#### WHAT YOU HAVE TO DO:
Go through the entries below. Copy each line in which "locker" appears.

INFORMATION SUPPLIED below:

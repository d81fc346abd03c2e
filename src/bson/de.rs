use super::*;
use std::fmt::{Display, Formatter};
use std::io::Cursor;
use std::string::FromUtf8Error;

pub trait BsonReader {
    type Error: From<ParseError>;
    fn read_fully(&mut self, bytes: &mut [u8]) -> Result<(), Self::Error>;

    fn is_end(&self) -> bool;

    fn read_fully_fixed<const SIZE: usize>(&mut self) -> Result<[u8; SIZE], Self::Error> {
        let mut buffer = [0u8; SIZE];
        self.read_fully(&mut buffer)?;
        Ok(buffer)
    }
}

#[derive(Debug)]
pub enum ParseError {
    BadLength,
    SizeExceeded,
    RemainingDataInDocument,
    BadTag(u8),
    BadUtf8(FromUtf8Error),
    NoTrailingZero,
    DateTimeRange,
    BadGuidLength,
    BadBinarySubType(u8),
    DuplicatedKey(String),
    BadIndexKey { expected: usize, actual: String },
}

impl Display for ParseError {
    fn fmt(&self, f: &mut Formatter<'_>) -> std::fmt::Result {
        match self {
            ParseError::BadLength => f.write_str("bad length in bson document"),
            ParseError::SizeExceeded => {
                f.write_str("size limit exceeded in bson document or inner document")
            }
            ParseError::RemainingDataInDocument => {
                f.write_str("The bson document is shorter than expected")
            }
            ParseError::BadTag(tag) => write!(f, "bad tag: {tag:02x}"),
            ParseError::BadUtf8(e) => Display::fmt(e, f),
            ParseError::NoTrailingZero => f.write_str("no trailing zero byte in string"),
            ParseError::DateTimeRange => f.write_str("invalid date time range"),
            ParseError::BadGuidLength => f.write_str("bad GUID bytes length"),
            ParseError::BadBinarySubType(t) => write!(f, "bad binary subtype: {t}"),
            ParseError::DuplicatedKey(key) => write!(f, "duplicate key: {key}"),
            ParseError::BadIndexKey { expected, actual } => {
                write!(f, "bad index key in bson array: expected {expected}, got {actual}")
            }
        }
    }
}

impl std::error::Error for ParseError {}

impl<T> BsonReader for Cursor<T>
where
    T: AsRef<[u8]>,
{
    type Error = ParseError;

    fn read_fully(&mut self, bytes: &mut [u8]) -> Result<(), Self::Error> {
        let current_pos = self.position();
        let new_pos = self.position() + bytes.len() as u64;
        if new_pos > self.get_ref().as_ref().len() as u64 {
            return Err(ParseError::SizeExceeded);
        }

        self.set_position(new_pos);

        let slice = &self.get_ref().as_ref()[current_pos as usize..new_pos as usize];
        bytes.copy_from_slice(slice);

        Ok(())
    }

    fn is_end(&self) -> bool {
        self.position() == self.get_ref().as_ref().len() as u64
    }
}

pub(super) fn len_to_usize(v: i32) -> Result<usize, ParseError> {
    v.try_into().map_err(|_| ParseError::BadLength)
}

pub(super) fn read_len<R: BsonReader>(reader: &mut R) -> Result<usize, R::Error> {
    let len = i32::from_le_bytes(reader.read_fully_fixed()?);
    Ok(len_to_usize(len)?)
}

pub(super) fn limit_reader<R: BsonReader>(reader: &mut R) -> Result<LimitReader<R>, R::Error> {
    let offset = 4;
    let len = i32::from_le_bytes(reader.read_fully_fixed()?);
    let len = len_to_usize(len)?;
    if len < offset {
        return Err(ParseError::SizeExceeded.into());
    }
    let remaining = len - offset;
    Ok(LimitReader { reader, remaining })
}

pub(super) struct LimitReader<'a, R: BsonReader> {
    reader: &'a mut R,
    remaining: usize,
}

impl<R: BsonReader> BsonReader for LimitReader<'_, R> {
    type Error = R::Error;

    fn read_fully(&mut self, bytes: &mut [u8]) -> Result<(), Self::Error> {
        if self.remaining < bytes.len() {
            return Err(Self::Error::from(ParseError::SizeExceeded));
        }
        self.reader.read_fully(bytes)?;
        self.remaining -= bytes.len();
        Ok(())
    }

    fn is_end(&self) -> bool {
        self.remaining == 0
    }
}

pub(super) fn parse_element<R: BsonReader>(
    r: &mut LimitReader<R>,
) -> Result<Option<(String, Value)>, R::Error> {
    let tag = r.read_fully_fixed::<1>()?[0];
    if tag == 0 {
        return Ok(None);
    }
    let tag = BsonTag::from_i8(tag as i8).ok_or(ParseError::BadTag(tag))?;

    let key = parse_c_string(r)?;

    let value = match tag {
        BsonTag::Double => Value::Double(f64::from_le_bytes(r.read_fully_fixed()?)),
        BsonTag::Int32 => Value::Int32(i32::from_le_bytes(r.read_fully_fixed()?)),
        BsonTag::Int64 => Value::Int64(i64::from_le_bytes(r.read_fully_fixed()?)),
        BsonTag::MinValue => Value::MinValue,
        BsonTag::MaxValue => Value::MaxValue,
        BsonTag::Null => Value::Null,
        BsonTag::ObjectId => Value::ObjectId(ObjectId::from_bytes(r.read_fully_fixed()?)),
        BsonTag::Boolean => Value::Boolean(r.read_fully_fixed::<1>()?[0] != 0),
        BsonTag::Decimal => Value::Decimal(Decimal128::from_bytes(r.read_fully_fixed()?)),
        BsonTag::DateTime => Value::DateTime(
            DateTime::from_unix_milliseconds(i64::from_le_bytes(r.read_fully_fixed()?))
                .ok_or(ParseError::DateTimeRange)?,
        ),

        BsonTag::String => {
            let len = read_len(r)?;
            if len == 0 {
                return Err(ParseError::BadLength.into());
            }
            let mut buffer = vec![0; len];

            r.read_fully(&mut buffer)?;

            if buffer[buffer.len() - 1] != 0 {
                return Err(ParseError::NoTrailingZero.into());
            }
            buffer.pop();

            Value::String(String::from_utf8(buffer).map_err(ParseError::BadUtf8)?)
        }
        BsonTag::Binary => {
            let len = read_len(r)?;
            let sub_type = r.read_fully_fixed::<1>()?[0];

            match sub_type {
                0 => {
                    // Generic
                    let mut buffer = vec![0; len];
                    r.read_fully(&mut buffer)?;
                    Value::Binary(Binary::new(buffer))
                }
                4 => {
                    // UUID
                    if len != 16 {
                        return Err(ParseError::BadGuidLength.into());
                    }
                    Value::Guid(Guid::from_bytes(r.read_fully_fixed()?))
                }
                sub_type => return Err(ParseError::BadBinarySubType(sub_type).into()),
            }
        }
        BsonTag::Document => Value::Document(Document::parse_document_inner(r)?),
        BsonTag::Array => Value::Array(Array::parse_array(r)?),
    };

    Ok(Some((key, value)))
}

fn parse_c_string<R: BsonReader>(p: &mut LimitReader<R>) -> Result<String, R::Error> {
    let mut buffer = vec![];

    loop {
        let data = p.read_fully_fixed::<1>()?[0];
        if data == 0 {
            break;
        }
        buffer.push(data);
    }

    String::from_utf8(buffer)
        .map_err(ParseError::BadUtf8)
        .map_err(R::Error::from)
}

End of INFORMATION SUPPLIED.
INFORMATION SUPPLIED below:

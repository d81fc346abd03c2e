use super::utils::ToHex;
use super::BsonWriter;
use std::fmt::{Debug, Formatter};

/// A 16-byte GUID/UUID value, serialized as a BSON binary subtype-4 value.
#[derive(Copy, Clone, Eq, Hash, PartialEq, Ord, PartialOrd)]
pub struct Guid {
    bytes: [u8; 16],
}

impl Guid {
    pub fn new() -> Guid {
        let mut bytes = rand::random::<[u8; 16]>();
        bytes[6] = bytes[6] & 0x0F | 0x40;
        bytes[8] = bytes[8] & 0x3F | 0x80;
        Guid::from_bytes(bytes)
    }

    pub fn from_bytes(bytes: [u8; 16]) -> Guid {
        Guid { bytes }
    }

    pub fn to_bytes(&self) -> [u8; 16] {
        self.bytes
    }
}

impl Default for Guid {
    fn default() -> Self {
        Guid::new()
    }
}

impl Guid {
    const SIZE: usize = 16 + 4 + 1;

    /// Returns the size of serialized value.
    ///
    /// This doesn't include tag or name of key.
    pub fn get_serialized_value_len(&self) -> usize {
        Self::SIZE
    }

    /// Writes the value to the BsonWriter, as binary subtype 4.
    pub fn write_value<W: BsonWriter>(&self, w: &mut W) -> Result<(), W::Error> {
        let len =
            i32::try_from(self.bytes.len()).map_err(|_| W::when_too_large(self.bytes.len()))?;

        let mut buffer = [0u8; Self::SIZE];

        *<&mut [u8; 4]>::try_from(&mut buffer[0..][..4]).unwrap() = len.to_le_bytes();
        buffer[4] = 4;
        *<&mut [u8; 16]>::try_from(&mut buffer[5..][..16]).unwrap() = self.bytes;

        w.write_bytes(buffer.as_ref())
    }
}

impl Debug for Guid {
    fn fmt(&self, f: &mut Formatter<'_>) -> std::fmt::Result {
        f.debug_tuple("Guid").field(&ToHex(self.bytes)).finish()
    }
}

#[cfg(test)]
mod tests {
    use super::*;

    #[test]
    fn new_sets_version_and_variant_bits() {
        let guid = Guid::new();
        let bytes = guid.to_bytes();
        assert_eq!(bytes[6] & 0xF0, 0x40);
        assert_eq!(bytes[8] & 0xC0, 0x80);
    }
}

End of INFORMATION SUPPLIED.
INFORMATION SUPPLIED below:

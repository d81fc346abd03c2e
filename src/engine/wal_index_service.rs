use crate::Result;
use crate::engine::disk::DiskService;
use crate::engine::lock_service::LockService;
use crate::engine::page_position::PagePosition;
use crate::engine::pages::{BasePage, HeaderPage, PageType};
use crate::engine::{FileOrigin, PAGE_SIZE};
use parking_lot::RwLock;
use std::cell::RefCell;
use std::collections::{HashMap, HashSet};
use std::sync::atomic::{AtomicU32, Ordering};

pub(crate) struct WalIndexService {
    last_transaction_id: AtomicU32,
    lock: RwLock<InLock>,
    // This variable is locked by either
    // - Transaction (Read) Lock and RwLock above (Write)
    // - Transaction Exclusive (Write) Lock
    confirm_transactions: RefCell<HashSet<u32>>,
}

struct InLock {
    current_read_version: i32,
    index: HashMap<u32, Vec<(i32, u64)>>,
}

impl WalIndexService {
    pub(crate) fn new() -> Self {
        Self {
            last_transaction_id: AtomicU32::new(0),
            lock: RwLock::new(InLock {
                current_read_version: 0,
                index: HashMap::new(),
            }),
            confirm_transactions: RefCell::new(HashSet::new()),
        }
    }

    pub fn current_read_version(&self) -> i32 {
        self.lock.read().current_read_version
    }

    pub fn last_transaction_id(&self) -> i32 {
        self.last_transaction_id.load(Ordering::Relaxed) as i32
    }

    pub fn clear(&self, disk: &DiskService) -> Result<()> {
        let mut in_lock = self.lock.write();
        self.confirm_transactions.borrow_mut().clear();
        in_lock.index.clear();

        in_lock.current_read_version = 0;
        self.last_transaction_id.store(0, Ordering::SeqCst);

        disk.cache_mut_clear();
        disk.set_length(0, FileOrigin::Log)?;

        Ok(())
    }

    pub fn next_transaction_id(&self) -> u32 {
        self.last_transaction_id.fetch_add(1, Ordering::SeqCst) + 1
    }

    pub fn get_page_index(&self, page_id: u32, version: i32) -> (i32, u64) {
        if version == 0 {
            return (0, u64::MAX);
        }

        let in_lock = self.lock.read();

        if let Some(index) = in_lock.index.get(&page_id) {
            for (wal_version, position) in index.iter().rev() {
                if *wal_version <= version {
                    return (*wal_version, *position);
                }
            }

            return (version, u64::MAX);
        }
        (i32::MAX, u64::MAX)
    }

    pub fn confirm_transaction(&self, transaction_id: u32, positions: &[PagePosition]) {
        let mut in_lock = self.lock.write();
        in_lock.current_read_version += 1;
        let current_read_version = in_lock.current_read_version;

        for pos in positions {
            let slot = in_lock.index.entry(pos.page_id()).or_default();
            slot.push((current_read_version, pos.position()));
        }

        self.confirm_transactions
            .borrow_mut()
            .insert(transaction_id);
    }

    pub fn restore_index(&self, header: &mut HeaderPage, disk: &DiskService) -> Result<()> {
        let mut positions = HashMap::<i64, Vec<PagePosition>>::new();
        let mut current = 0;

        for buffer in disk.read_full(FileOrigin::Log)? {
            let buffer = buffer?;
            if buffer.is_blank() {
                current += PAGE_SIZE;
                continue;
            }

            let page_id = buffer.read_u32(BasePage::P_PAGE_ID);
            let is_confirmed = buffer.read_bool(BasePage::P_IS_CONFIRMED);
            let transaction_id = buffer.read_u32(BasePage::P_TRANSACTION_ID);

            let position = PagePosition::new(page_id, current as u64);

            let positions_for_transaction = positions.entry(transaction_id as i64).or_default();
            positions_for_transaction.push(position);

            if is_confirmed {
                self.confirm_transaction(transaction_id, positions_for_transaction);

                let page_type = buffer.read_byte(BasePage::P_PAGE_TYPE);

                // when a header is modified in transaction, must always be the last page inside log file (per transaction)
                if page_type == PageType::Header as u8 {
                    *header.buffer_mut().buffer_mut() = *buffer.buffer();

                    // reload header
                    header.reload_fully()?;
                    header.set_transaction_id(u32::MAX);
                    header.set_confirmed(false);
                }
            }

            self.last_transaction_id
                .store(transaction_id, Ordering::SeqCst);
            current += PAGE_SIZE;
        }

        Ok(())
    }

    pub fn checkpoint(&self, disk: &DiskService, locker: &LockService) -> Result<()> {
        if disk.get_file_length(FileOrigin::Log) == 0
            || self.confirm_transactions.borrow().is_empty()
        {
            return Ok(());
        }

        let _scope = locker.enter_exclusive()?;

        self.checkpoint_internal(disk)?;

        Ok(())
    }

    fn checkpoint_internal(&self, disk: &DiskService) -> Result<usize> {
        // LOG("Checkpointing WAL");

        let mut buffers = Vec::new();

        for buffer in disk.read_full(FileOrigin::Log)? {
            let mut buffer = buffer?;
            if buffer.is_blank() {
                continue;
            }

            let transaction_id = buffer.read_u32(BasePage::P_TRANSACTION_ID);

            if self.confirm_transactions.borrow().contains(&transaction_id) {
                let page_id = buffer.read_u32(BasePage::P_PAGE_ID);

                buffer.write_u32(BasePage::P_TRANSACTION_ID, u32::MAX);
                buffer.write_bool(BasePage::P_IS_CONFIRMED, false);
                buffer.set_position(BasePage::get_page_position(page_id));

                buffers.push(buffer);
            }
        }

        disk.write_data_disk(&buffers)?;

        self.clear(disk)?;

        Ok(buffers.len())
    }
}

End of INFORMATION SUPPLIED.

#### THE COMPLETED TASK:
    pub fn checkpoint(&self, disk: &DiskService, locker: &LockService) -> Result<()> {
        let _scope = locker.enter_exclusive()?;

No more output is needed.